Saab talks up Gripen fighter, describes offer to Finland

Saab has priced the Gripen-E fighter at about Euro 100 million each for the Finnish HX fighter procurement


By Ajai Shukla

Business Standard, 18th Nov 21


Anticipating the issue of a global tender by the Indian Air Force (IAF) for the much-delayed acquisition of 114 multi-role fighter aircraft (MRFA), international vendors have begun positioning themselves to compete.


Last week, Lockheed Martin, which is likely to offer the IAF the F-21 fighter – an improved version of the venerable F-16 – held a vendors conference in Bengaluru for discharging potential offset liabilities.


On Wednesday, Swedish company Saab, which is likely to offer the IAF its new Gripen E fighter, held a press briefing to explain the benefits of its offer in Finland’s on-going acquisition of 62 fighters, which Saab believes it is poised to win.


The Finnish procurement – termed the HX Programme – bears a similarity with India’s MRFA procurement. There are five firms/fighters in contention: Gripen E/F (Sweden), F/A-18E/F Super Hornet (USA), F-35 Joint Strike Fighter (USA), Rafale (France) and Eurofighter Typhoon (Europe). 


The IAF acquisition includes all of them, except that Lockheed Martin is offering the F-21 instead of the F-35, and additionally two Russian aircraft builders are contending.


Magnus Skogberg, the Gripen campaign chief, revealed that Saab had offered Finland 64 Gripen-E/F fighters, as well as two GlobalEye airborne warning and control (AW&C) aircraft for Euro 9 billion – the amount Finland has budget.


With Euro 1.5 billion of this allocated to weapons, and Euro 1 billion on the two GlobalEye platforms, Saab is providing 64 Gripen E fighters for Euro 6.5 billion. At Euro 100 million per aircraft, Saab is sending out the message that, compared to the Rafale, “twice the number of fighters [are getting] airborne at half the cost.”


The weapons package in the HX fighter tender has been flexibly defined by the Finnish Defence Forces and are required to form a part of the bids. Skogberg says that Saab’s weapons package includes: Meteor air-to-air missiles, which are widely regarded as the world’s longest-range air combat missile; IRIS-T short-range, infrared homing, air-to-air missiles and the Spear (Select Precision Effects At Range) capability, which is under development in the UK as an air-to-ground, and possibly anti-ship, missile.


These are as effective and cost about the same as the weapons package that is coming to India with the Rafale fighter.


Saab will also deliver the Gripen-E to Finland with a world class electronic warfare (EW) system that provides 360-degree protection with radar warning receivers (RWRs), missile approach warning system (MAWS), flares and chaff.
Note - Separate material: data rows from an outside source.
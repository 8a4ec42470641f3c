//! Shared error types for the services crate.

use thiserror::Error;

use assess_core::SessionError;
use storage::repository::StorageError;

/// Errors that prevent a session from being created at all.
///
/// Restore and persistence failures never surface here; they fall back to a
/// fresh session and are only logged.
#[derive(Debug, Error)]
#[non_exhaustive]
pub enum LoadError {
    #[error("failed to load question bank: {0}")]
    Bank(#[source] StorageError),
    #[error(transparent)]
    Session(#[from] SessionError),
}

/// Errors raised while reading client configuration.
#[derive(Debug, Error, Clone, PartialEq, Eq)]
#[non_exhaustive]
pub enum ConfigError {
    #[error("invalid ASSESS_SYNC_DEBOUNCE_MS value: {raw}")]
    InvalidDebounce { raw: String },
    #[error("invalid ASSESS_USER_ID value: {raw:?}")]
    InvalidUserId { raw: String },
}
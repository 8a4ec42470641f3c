//! Correctness rules.
//!
//! Multiple-choice selections are compared verbatim against the stored answer;
//! written answers are compared trimmed and case-insensitively. The asymmetry
//! is intentional.

/// A selected choice is correct only if it is exactly the stored answer.
#[must_use]
pub fn choice_matches(selected: Option<&str>, correct: &str) -> bool {
    selected.is_some_and(|value| value == correct)
}

/// A blank written answer never scores, even against a blank correct answer.
#[must_use]
pub fn written_matches(given: &str, correct: &str) -> bool {
    let given = given.trim();
    !given.is_empty() && given.to_lowercase() == correct.trim().to_lowercase()
}
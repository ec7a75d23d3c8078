use std::{sync::Arc, time::Duration};

use chrono::Utc;
use tokio::{task::JoinHandle, time::MissedTickBehavior};
use tracing::info;

use crate::services::notice_store::NoticeStore;

/// Spawn a background task that purges expired notices every `every`,
/// so the store does not grow when nobody is reading it.
/// Reads still purge on their own; this only bounds memory.
pub fn start(store: Arc<NoticeStore>, every: Duration) -> JoinHandle<()> {
    tokio::spawn(async move {
        let mut ticker = tokio::time::interval(every);
        ticker.set_missed_tick_behavior(MissedTickBehavior::Delay);
        // The first tick completes immediately.
        ticker.tick().await;

        loop {
            ticker.tick().await;
            let purged = store.sweep_expired(Utc::now());
            if purged > 0 {
                info!(
                    "Notice sweep: purged {} expired notice(s), {} remaining",
                    purged,
                    store.len()
                );
            }
        }
    })
}
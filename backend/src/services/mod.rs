pub mod metrics;
pub mod notice_store;
pub mod sweeper;
pub mod health;
pub mod metrics;
pub mod notices;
Internal jammers allow the fighter to carry out suppression of enemy air defences (SEAD). These on-board systems can be complemented with external jammer pods and decoys – such as the electronic attack jammer pod (EAJP).


Saab has also incorporated an attractiveindustrial participation package – a euphemism for offsets – to create Finnish national capabilities to support the Gripen fighter over the decades.
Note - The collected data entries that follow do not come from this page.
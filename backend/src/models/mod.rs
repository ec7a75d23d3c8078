pub mod notice;
impl DiscoverySession {
    /// Open a card. Landmarks already in the passport open with collection
    /// disabled.
    #[must_use]
    pub fn open(landmark: Landmark, already_collected: bool) -> Self {
        let gallery = GalleryCursor::new(landmark.gallery.len());
        Self {
            landmark,
            already_collected,
            phase: DiscoveryPhase::Viewing,
            quiz_passed: false,
            celebrating: false,
            gallery,
        }
    }

    #[must_use]
    pub const fn landmark(&self) -> &Landmark {
        &self.landmark
    }

    #[must_use]
    pub fn landmark_id(&self) -> &str {
        &self.landmark.id
    }

    #[must_use]
    pub const fn phase(&self) -> DiscoveryPhase {
        self.phase
    }

    #[must_use]
    pub const fn quiz(&self) -> Option<&QuizQuestion> {
        self.landmark.quiz.as_ref()
    }

    #[must_use]
    pub const fn is_collected(&self) -> bool {
        self.already_collected || matches!(self.phase, DiscoveryPhase::Collected)
    }

    #[must_use]
    pub const fn is_celebrating(&self) -> bool {
        self.celebrating
    }

    #[must_use]
    pub const fn can_collect(&self) -> bool {
        !self.is_collected() && !self.celebrating && matches!(self.phase, DiscoveryPhase::Viewing)
    }

    /// The fact text, once the right answer has been revealed.
    #[must_use]
    pub fn fact(&self) -> Option<&str> {
        match self.phase {
            DiscoveryPhase::FactShown | DiscoveryPhase::Collected if self.quiz_passed => {
                self.quiz().map(|q| q.fact.as_str())
            }
            _ => None,
        }
    }

    fn wrong_phase(&self, action: &'static str) -> DiscoveryError {
        DiscoveryError::WrongPhase {
            action,
            phase: self.phase,
        }
    }

    fn enter_collected(&mut self) -> CollectStep {
        self.phase = DiscoveryPhase::Collected;
        self.celebrating = true;
        CollectStep::Collected
    }

    /// Collect from the details view. Offers the quiz first when one exists
    /// and has not been passed on this card.
    ///
    /// # Errors
    ///
    /// Fails when the landmark is already collected, the celebration is still
    /// running, or the card is not on its details view.
    pub fn press_collect(&mut self) -> Result<CollectStep, DiscoveryError> {
        if self.is_collected() {
            if self.celebrating {
                return Err(DiscoveryError::Celebrating);
            }
            return Err(DiscoveryError::AlreadyCollected(self.landmark.id.clone()));
        }
        if self.phase != DiscoveryPhase::Viewing {
            return Err(self.wrong_phase("collect"));
        }
        if self.landmark.has_quiz() && !self.quiz_passed {
            self.phase = DiscoveryPhase::QuizOffered;
            log::debug!("quiz offered for `{}`", self.landmark.id);
            return Ok(CollectStep::QuizOffered);
        }
        Ok(self.enter_collected())
    }

    /// Leave the quiz (or the revealed fact) and return to the details view.
    ///
    /// # Errors
    ///
    /// Fails while an answer is being judged or after collection.
    pub fn back_to_details(&mut self) -> Result<(), DiscoveryError> {
        match self.phase {
            DiscoveryPhase::QuizOffered | DiscoveryPhase::FactShown => {
                self.phase = DiscoveryPhase::Viewing;
                Ok(())
            }
            _ => Err(self.wrong_phase("go back to details")),
        }
    }

    /// Lock in an option.
    ///
    /// # Errors
    ///
    /// Fails outside `QuizOffered` or when `index` is not an option.
    pub fn select_option(&mut self, index: usize) -> Result<(), DiscoveryError> {
        if self.phase != DiscoveryPhase::QuizOffered {
            return Err(self.wrong_phase("answer"));
        }
        let Some(quiz) = self.landmark.quiz.as_ref() else {
            return Err(self.wrong_phase("answer"));
        };
        if index >= quiz.options.len() {
            return Err(DiscoveryError::OptionOutOfRange {
                index,
                options: quiz.options.len(),
            });
        }
        self.phase = DiscoveryPhase::AnswerPending { selected: index };
        Ok(())
    }

    /// Judge the locked option.
    ///
    /// # Errors
    ///
    /// Fails when no answer is pending.
    pub fn judge(&mut self) -> Result<Verdict, DiscoveryError> {
        let DiscoveryPhase::AnswerPending { selected } = self.phase else {
            return Err(self.wrong_phase("judge"));
        };
        let correct = self
            .landmark
            .quiz
            .as_ref()
            .is_some_and(|quiz| quiz.is_correct(selected));
        if correct {
            self.quiz_passed = true;
            self.phase = DiscoveryPhase::Correct { selected };
            Ok(Verdict::Correct)
        } else {
            self.phase = DiscoveryPhase::Incorrect { selected };
            Ok(Verdict::Incorrect)
        }
    }

    /// Apply a fired timer. Returns `false` when the timer no longer matches
    /// the current phase and was ignored.
    pub fn on_timer(&mut self, timer: DiscoveryTimer) -> bool {
        match (timer, self.phase) {
            (DiscoveryTimer::RevealFact, DiscoveryPhase::Correct { .. }) => {
                self.phase = DiscoveryPhase::FactShown;
                true
            }
            (DiscoveryTimer::ResetRetry, DiscoveryPhase::Incorrect { .. }) => {
                self.phase = DiscoveryPhase::QuizOffered;
                true
            }
            (DiscoveryTimer::FinishCelebration, DiscoveryPhase::Collected) if self.celebrating => {
                self.celebrating = false;
                true
            }
            _ => false,
        }
    }

    /// Take the stamp after the fact has been shown.
    ///
    /// # Errors
    ///
    /// Fails unless the fact is showing.
    pub fn claim(&mut self) -> Result<CollectStep, DiscoveryError> {
        if self.phase != DiscoveryPhase::FactShown {
            return Err(self.wrong_phase("claim the stamp"));
        }
        Ok(self.enter_collected())
    }

    #[must_use]
    pub const fn gallery(&self) -> &GalleryCursor {
        &self.gallery
    }

    pub const fn gallery_mut(&mut self) -> &mut GalleryCursor {
        &mut self.gallery
    }

    /// Image under the gallery cursor; the primary image when the gallery is
    /// empty.
    #[must_use]
    pub fn current_image(&self) -> &str {
        self.landmark
            .gallery
            .get(self.gallery.index())
            .map_or(self.landmark.image.as_str(), |img| img.url.as_str())
    }

    #[must_use]
    pub fn current_caption(&self) -> Option<&str> {
        self.landmark
            .gallery
            .get(self.gallery.index())
            .map(|img: &GalleryImage| img.caption.as_str())
            .filter(|caption| !caption.is_empty())
    }
}
impl Journey {
    #[must_use]
    pub fn new(seed: u64, app: TesterApp, durable: MemoryStore, verbose: bool) -> Self {
        Self {
            seed,
            app,
            durable,
            rng: SmallRng::seed_from_u64(seed),
            events: Vec::new(),
            steps: Vec::new(),
            refusals: Vec::new(),
            wrong_answers: 0,
            ritual_outcome: None,
            verbose,
        }
    }

    #[must_use]
    pub const fn app(&self) -> &TesterApp {
        &self.app
    }

    pub const fn app_mut(&mut self) -> &mut TesterApp {
        &mut self.app
    }

    pub fn note(&mut self, step: impl Into<String>) {
        let step = step.into();
        if self.verbose {
            println!("     · {step}");
        }
        self.steps.push(step);
    }

    pub fn advance(&mut self, elapsed: Duration) -> Vec<AppEvent> {
        let fired = self.app.advance(elapsed);
        self.events.extend(fired.iter().cloned());
        fired
    }

    /// Let the banner delay pass so the welcome banner comes up.
    pub fn await_banner(&mut self) {
        let delay = self.app.config().timings.welcome_delay();
        self.advance(delay);
    }

    /// # Errors
    ///
    /// Fails when the banner is not showing.
    pub fn close_banner(&mut self) -> Result<()> {
        self.app.close_banner().context("closing welcome banner")?;
        self.note("closed welcome banner");
        Ok(())
    }

    /// Record an action the engine is expected to refuse.
    ///
    /// # Errors
    ///
    /// Fails when the engine accepted the action instead.
    pub fn expect_refusal<T>(&mut self, label: &str, result: PassportResult<T>) -> Result<()> {
        match result {
            Ok(_) => bail!("{label} should have been refused"),
            Err(err) => {
                self.note(format!("{label} refused: {err}"));
                self.refusals.push(label.to_string());
                Ok(())
            }
        }
    }

    /// Every landmark id in a seed-dependent order.
    #[must_use]
    pub fn shuffled_landmarks(&mut self) -> Vec<String> {
        let mut ids: Vec<String> = self
            .app
            .content()
            .regions()
            .iter()
            .flat_map(|region| region.landmarks.iter().map(|l| l.id.clone()))
            .collect();
        ids.shuffle(&mut self.rng);
        ids
    }

    /// Open a landmark, answer its quiz (after `wrong_first` misses), claim
    /// the stamp, and close the card. Returns the new stamp total.
    ///
    /// # Errors
    ///
    /// Fails when any step of the flow is refused or lands in the wrong phase.
    pub fn collect(&mut self, landmark_id: &str, wrong_first: usize) -> Result<usize> {
        self.app
            .open_landmark(landmark_id)
            .with_context(|| format!("opening {landmark_id}"))?;
        let quiz = self
            .app
            .discovery()
            .and_then(|session| session.quiz().cloned());
        let step = self.app.press_collect()?;

        match (step, quiz) {
            (CollectStep::QuizOffered, Some(quiz)) => {
                let mut wrong: Vec<usize> = (0..quiz.options.len())
                    .filter(|&index| !quiz.is_correct(index))
                    .collect();
                wrong.shuffle(&mut self.rng);
                for index in wrong.into_iter().take(wrong_first) {
                    let verdict = self.app.select_option(index)?;
                    ensure!(
                        verdict == Verdict::Incorrect,
                        "option {index} of {landmark_id} judged {verdict:?}"
                    );
                    self.wrong_answers += 1;
                    let retry = self.app.config().timings.retry_reset();
                    self.advance(retry);
                }
                let verdict = self.app.select_option(quiz.correct_answer)?;
                ensure!(
                    verdict == Verdict::Correct,
                    "correct answer of {landmark_id} judged {verdict:?}"
                );
                let reveal = self.app.config().timings.fact_reveal();
                self.advance(reveal);
                self.app.claim_stamp()?;
            }
            (CollectStep::Collected, _) => {}
            (step, quiz) => bail!(
                "{landmark_id} answered {step:?} with quiz present: {}",
                quiz.is_some()
            ),
        }

        let cleanup = self.app.config().timings.collect_cleanup();
        self.advance(cleanup);
        self.app.close_landmark()?;
        let total = self.app.ledger().len();
        self.note(format!("collected {landmark_id} ({total} stamps)"));
        Ok(total)
    }

    /// Collect landmarks in seed order until the ritual threshold is met.
    ///
    /// # Errors
    ///
    /// Fails when a collection fails or eligibility shows up early.
    pub fn collect_to_threshold(&mut self) -> Result<()> {
        let threshold = self.app.config().ritual_threshold;
        let ids = self.shuffled_landmarks();
        for id in ids.into_iter().take(threshold) {
            ensure!(
                !self.app.ritual_eligible(),
                "ritual unlocked at {} stamps",
                self.app.ledger().len()
            );
            self.collect(&id, 0)?;
        }
        ensure!(
            self.app.ritual_eligible(),
            "ritual still locked at {} stamps",
            self.app.ledger().len()
        );
        Ok(())
    }

    /// Open the ritual, cast, and wait out the suspense.
    ///
    /// # Errors
    ///
    /// Fails when the ritual cannot be opened or never resolves.
    pub fn cast_ritual(&mut self) -> Result<RitualOutcome> {
        self.app.open_ritual()?;
        self.app.proceed_ritual()?;
        self.app.cast_blocks()?;
        let suspense = self.app.config().timings.ritual_cast();
        self.advance(suspense);
        let outcome = self
            .app
            .ritual()
            .and_then(|ritual| ritual.outcome())
            .context("ritual did not resolve after the cast delay")?;
        self.note(format!("ritual answered {outcome}"));
        self.ritual_outcome = Some(outcome);
        Ok(outcome)
    }

    fn persisted(&self) -> Option<Vec<String>> {
        let key = &self.app.config().storage.stamps_key;
        let raw = self.durable.get(key).ok().flatten()?;
        serde_json::from_str(&raw).ok()
    }

    fn finish(mut self, contest: ContestTally) -> SimulationSummary {
        self.events.extend(self.app.take_events());
        let persisted = self.persisted();
        SimulationSummary {
            seed: self.seed,
            threshold: self.app.config().ritual_threshold,
            content: self.app.content().clone(),
            merge: self.app.merge_report().cloned(),
            ledger: self.app.ledger().ids().to_vec(),
            persisted,
            events: self.events,
            steps: self.steps,
            refusals: self.refusals,
            wrong_answers: self.wrong_answers,
            ritual_outcome: self.ritual_outcome,
            contest_entries: contest.entries,
            contest_error: contest.error,
            active_overlay: self.app.active_overlay(),
        }
    }
}

#[derive(Debug, Default)]
struct ContestTally {
    entries: usize,
    error: Option<String>,
}

/// Builds and drives journeys for a plan.
#[derive(Debug, Clone, Default)]
pub struct JourneyRunner {
    remote_rows: Option<RowSource>,
    verbose: bool,
}

impl JourneyRunner {
    #[must_use]
    pub const fn new(remote_rows: Option<RowSource>, verbose: bool) -> Self {
        Self {
            remote_rows,
            verbose,
        }
    }

    fn source_for(&self, plan: ContentPlan) -> RowSource {
        match plan {
            ContentPlan::Shipped => RowSource::from_rows(Vec::new()),
            ContentPlan::Remote => self
                .remote_rows
                .clone()
                .unwrap_or_else(|| RowSource::from_rows(fixture_rows())),
            ContentPlan::Unreachable => RowSource::unreachable(),
        }
    }

    /// Run one journey for `seed` and summarize it.
    ///
    /// # Errors
    ///
    /// Fails when bootstrapping fails or the plan's driver reports a problem.
    pub async fn run_plan(&self, plan: &SimulationPlan, seed: u64) -> Result<SimulationSummary> {
        let durable = MemoryStore::new();
        let source = self.source_for(plan.content);
        let app = PassportApp::bootstrap(
            &source,
            durable.clone(),
            MemoryStore::new(),
            PassportConfig::default(),
        )
        .await
        .context("bootstrapping passport")?;
        let app = match plan.ritual {
            RitualPlan::Seeded => app.with_ritual_seed(seed),
            RitualPlan::Scripted(pick) => app.with_ritual_rng(DrawScript::for_outcome(pick(seed))),
        };

        let mut journey = Journey::new(seed, app, durable, self.verbose);
        journey.await_banner();

        let mut tally = ContestTally::default();
        if let Some(form) = plan.contest {
            let sink = RecordingSink::default();
            match journey
                .app
                .submit_contest_entry(&sink, form(seed), Utc::now())
                .await
            {
                Ok(()) => journey.note("contest entry submitted"),
                Err(err) => tally.error = Some(err.to_string()),
            }
            tally.entries = sink.entries().len();
        }

        (plan.driver)(&mut journey)?;
        Ok(journey.finish(tally))
    }
}

#[cfg(test)]
mod tests {
    use super::*;

    fn collect_taipei(journey: &mut Journey) -> Result<()> {
        journey.close_banner()?;
        journey.collect("taipei-101", 2)?;
        Ok(())
    }

    #[tokio::test]
    async fn runner_collects_through_the_quiz() {
        let plan = SimulationPlan::new(collect_taipei);
        let summary = JourneyRunner::default().run_plan(&plan, 7).await.unwrap();
        assert_eq!(summary.ledger, ["taipei-101"]);
        assert_eq!(summary.persisted, Some(vec!["taipei-101".to_string()]));
        assert_eq!(summary.wrong_answers, 2);
        assert_eq!(summary.stamps_collected(), 1);
        assert!(summary.events.contains(&AppEvent::WelcomeShown));
        assert_eq!(summary.active_overlay, None);
    }

    #[tokio::test]
    async fn driver_errors_surface() {
        fn refuse_nothing(journey: &mut Journey) -> Result<()> {
            let result = journey.app_mut().close_banner();
            journey.expect_refusal("closing an open banner", result)
        }
        let plan = SimulationPlan::new(refuse_nothing);
        let err = JourneyRunner::default()
            .run_plan(&plan, 1)
            .await
            .unwrap_err();
        assert!(err.to_string().contains("should have been refused"));
    }

    #[tokio::test]
    async fn invalid_contest_form_keeps_banner_open() {
        fn no_op(_: &mut Journey) -> Result<()> {
            Ok(())
        }
        let plan = SimulationPlan::new(no_op)
            .with_contest(|_| ContestForm::new("", "nobody", ""));
        let summary = JourneyRunner::default().run_plan(&plan, 3).await.unwrap();
        assert_eq!(summary.contest_entries, 0);
        assert!(summary.contest_error.is_some());
        assert_eq!(summary.active_overlay, Some(Overlay::WelcomeBanner));
    }

    #[test]
    fn shuffled_order_is_stable_per_seed() {
        let app = |seed| {
            let durable = MemoryStore::new();
            Journey::new(
                seed,
                PassportApp::new(
                    Content::load_default().unwrap(),
                    durable.clone(),
                    MemoryStore::new(),
                    PassportConfig::default(),
                ),
                durable,
                false,
            )
        };
        let first = app(11).shuffled_landmarks();
        let again = app(11).shuffled_landmarks();
        assert_eq!(first, again);
        assert_eq!(first.len(), 15);
    }
}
These include 46 projects in Finland that provide maintenance, repair and overhaul (MRO) facilities for the Gripen E, its engine and 150 aircraft subsystems. In addition, 72 indirect IP projects are proposed for enhancing Finland’s overall scientific capabilities, including artificial intelligence, machine learning and advanced materials and additive manufacturing.


Saab’s offer to Finland also undertakes to ensure front-line maintainability, with at least 50 Gripen E fighters ready to fly at any time. The Swedish firm has guaranteed reliability and maintainability, with nine hours being the mean time before failure (MTBF); and three hours being the mean time to repair (MTTR).


Mats Palmberg, who heads the Gripen campaign in India waved away the suggestion that India's large-scale acquisition of the Tejas light combat aircraft (LCA) had eliminated the space for purchasing more single-engine fighters, such as in the acquisition of 114 multi-role fighter aircraft (MRFA). To the contrary, he said, Saab’s bid would include an entire section that offered to assist in the development of the Tejas Mark 2 and “other futuristic fighters,” which can only mean the fifth-generation Advanced Medium Combat Aircraft, that the Defence R&D Organisation is developing.